In conclusion, the while-drilling azimuth lateral resistivity measurement probe provided by the invention has the advantages that the substrate is arranged on the outer side of the insulating layer and protects the insulating layer, the while-drilling azimuth lateral resistivity measurement probe works in a vibration and impact environment while drilling for a long time and rubs with a well wall, cracks cannot be generated on the insulating layer, the sealing performance and the insulating performance of the while-drilling azimuth lateral resistivity measurement probe can be effectively ensured, and the imaging measurement result is prevented from being influenced.

In the description herein, the terms "mounted," "connected," "fixed," and the like are to be construed broadly, e.g., "connected" may be a fixed connection, a removable connection, or an integral connection; may be directly connected or indirectly connected through an intermediate. The specific meaning of the above terms herein can be understood by those of ordinary skill in the art as appropriate.

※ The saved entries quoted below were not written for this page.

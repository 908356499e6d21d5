//! End-to-end checks against a real listener.

#![allow(clippy::panic)]

use std::net::SocketAddr;

use futures_util::{SinkExt, StreamExt};
use tokio_tungstenite::tungstenite::Message;

use api_router::api;
use api_router::api::dto::{HealthResponse, RouteInfo, RouteKind};

async fn spawn_server(prefix: &str) -> SocketAddr {
    let Ok(app) = api::build_router(prefix, true) else {
        panic!("demo routes should mount");
    };
    let Ok(listener) = tokio::net::TcpListener::bind("127.0.0.1:0").await else {
        panic!("bind failed");
    };
    let Ok(addr) = listener.local_addr() else {
        panic!("no local addr");
    };
    tokio::spawn(async move {
        let _ = axum::serve(listener, app).await;
    });
    addr
}

#[tokio::test]
async fn health_over_http() {
    let addr = spawn_server("api/v1").await;
    let Ok(response) = reqwest::get(format!("http://{addr}/api/v1/health")).await else {
        panic!("request failed");
    };
    assert_eq!(response.status(), reqwest::StatusCode::OK);
    let Ok(health) = response.json::<HealthResponse>().await else {
        panic!("health body should parse");
    };
    assert_eq!(health.status, "healthy");
    assert_eq!(health.version, env!("CARGO_PKG_VERSION"));
}

#[tokio::test]
async fn route_listing_reports_websocket() {
    let addr = spawn_server("/svc/").await;
    let Ok(response) = reqwest::get(format!("http://{addr}/svc/routes")).await else {
        panic!("request failed");
    };
    let Ok(routes) = response.json::<Vec<RouteInfo>>().await else {
        panic!("routes body should parse");
    };
    let Some(ws) = routes.iter().find(|r| r.kind == RouteKind::WebSocket) else {
        panic!("websocket route missing");
    };
    assert_eq!(ws.path, "/svc/ws");
    assert_eq!(ws.name.as_deref(), Some("echo"));
}

#[tokio::test]
async fn websocket_echo() {
    let addr = spawn_server("/api/v1").await;
    let Ok((mut socket, _)) = tokio_tungstenite::connect_async(format!("ws://{addr}/api/v1/ws")).await
    else {
        panic!("websocket handshake failed");
    };

    if socket.send(Message::text("hello")).await.is_err() {
        panic!("send failed");
    }
    let Some(Ok(reply)) = socket.next().await else {
        panic!("no reply");
    };
    assert_eq!(reply.to_text().ok(), Some("Echo: hello"));

    let _ = socket.close(None).await;
}

#[tokio::test]
async fn websocket_route_feed_reads_app_state() {
    let addr = spawn_server("/api/v1").await;
    let Ok((mut socket, _)) =
        tokio_tungstenite::connect_async(format!("ws://{addr}/api/v1/ws/routes")).await
    else {
        panic!("websocket handshake failed");
    };

    let Some(Ok(frame)) = socket.next().await else {
        panic!("no route table");
    };
    let Ok(text) = frame.to_text() else {
        panic!("route table should be text");
    };
    let Ok(routes) = serde_json::from_str::<Vec<RouteInfo>>(text) else {
        panic!("route table should parse");
    };
    assert_eq!(routes.len(), 6);
    assert!(routes.iter().any(|r| r.path == "/api/v1/ws/routes"));
}
//! Reverse lookup: route name + capture values → concrete path.
//!
//! Captures use axum 0.8 syntax: `{id}` for a single segment and
//! `{*rest}` for a catch-all. `{{` and `}}` are literal braces.

use crate::error::RouteError;

/// Returns the capture names of `path` in order of appearance.
///
/// Catch-all captures are returned without their `*`.
#[must_use]
pub fn capture_names(path: &str) -> Vec<&str> {
    let mut names = Vec::new();
    let mut rest = path;
    while let Some((_, after_open)) = rest.split_once('{') {
        if let Some(escaped) = after_open.strip_prefix('{') {
            rest = escaped;
            continue;
        }
        let Some((token, after_close)) = after_open.split_once('}') else {
            break;
        };
        names.push(token.trim_start_matches('*'));
        rest = after_close;
    }
    names
}

/// Resolves the first route called `name` whose capture set equals the
/// keys of `params`, substituting each capture with its value.
///
/// `routes` yields `(name, path)` pairs in registration order.
///
/// # Errors
///
/// Returns [`RouteError::NoMatch`] when no route carries the name, or
/// every route that does expects a different set of captures.
pub fn url_path_for<'a, I>(
    routes: I,
    name: &str,
    params: &[(&str, &str)],
) -> Result<String, RouteError>
where
    I: IntoIterator<Item = (Option<&'a str>, &'a str)>,
{
    let mut given: Vec<&str> = params.iter().map(|(key, _)| *key).collect();
    given.sort_unstable();
    given.dedup();

    routes
        .into_iter()
        .filter(|(route_name, _)| *route_name == Some(name))
        .find(|(_, path)| {
            let mut expected = capture_names(path);
            expected.sort_unstable();
            expected.dedup();
            expected == given
        })
        .map(|(_, path)| fill_captures(path, params))
        .ok_or_else(|| RouteError::NoMatch {
            name: name.to_string(),
        })
}

fn fill_captures(path: &str, params: &[(&str, &str)]) -> String {
    let mut out = String::with_capacity(path.len());
    let mut rest = path;
    while let Some((literal, after_open)) = rest.split_once('{') {
        out.push_str(&literal.replace("}}", "}"));
        if let Some(escaped) = after_open.strip_prefix('{') {
            out.push('{');
            rest = escaped;
            continue;
        }
        let Some((token, after_close)) = after_open.split_once('}') else {
            out.push('{');
            rest = after_open;
            break;
        };
        let key = token.trim_start_matches('*');
        let value = params
            .iter()
            .find(|(candidate, _)| *candidate == key)
            .map_or("", |(_, value)| *value);
        out.push_str(value);
        rest = after_close;
    }
    out.push_str(&rest.replace("}}", "}"));
    out
}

In the description of the specification, reference to the term "one embodiment," "some embodiments," "a specific embodiment," or the like, means that a particular feature, structure, material, or characteristic described in connection with the embodiment or example is included in at least one embodiment or example herein. In this specification, the schematic representations of the terms used above do not necessarily refer to the same embodiment or example. Furthermore, the particular features, structures, materials, or characteristics described may be combined in any suitable manner in any one or more embodiments or examples.

Although the embodiments disclosed herein are described above, the descriptions are only for the convenience of understanding the embodiments and are not intended to limit the disclosure. It will be understood by those skilled in the art that various changes in form and details may be made therein without departing from the spirit and scope of the disclosure, and that the scope of the disclosure herein may be limited only by the appended claims.

Claims

1. An azimuthal lateral resistivity measurement while drilling probe, comprising:

the base body is provided with a positioning hole, a through hole for penetrating a screw and a screw hole for mounting a jackscrew, the lower end of the base body is provided with a bulge, a sealing groove for mounting a sealing ring is formed in the side wall of the bulge, the base body is fixed on the drill collar body through the screw and is detached from the drill collar body through the jackscrew;

the azimuth lateral electrode is positioned in the positioning hole; and

the insulating layer is arranged between the hole wall of the positioning hole and the azimuth lateral electrode and is in sealing connection with the base body and the azimuth lateral electrode, the insulating layer comprises a glass insulating layer and a wear-resistant insulating layer, the glass insulating layer is sintered between the hole wall of the positioning hole and the azimuth lateral electrode and is used for connecting the base body and the azimuth lateral electrode together, a groove with an upward opening is formed among the hole wall of the positioning hole, the azimuth lateral electrode and the glass insulating layer, and the wear-resistant insulating layer is arranged in the groove.

2. The while-drilling azimuthal lateral resistivity measurement probe of claim 1, wherein the wear-resistant insulating layer is filled in the groove in a vacuum infusion manner by using wear-resistant insulating glue.

3. The azimuthal lateral resistivity measurement while drilling probe of claim 1 or claim 2 wherein the pilot bore comprises:

an upper blind hole section with an upward opening, wherein the azimuth lateral electrode is arranged in the upper blind hole section; and

the connecting terminal of the azimuth lateral electrode penetrates through the communicating hole and extends into the lower blind hole section.

4. The azimuthal lateral resistivity measurement while drilling probe of claim 1 or claim 2 wherein the substrate is a metallic member.

5. A drill collar comprising an azimuthal lateral resistivity measurement while drilling probe as claimed in any one of claims 1 to 4.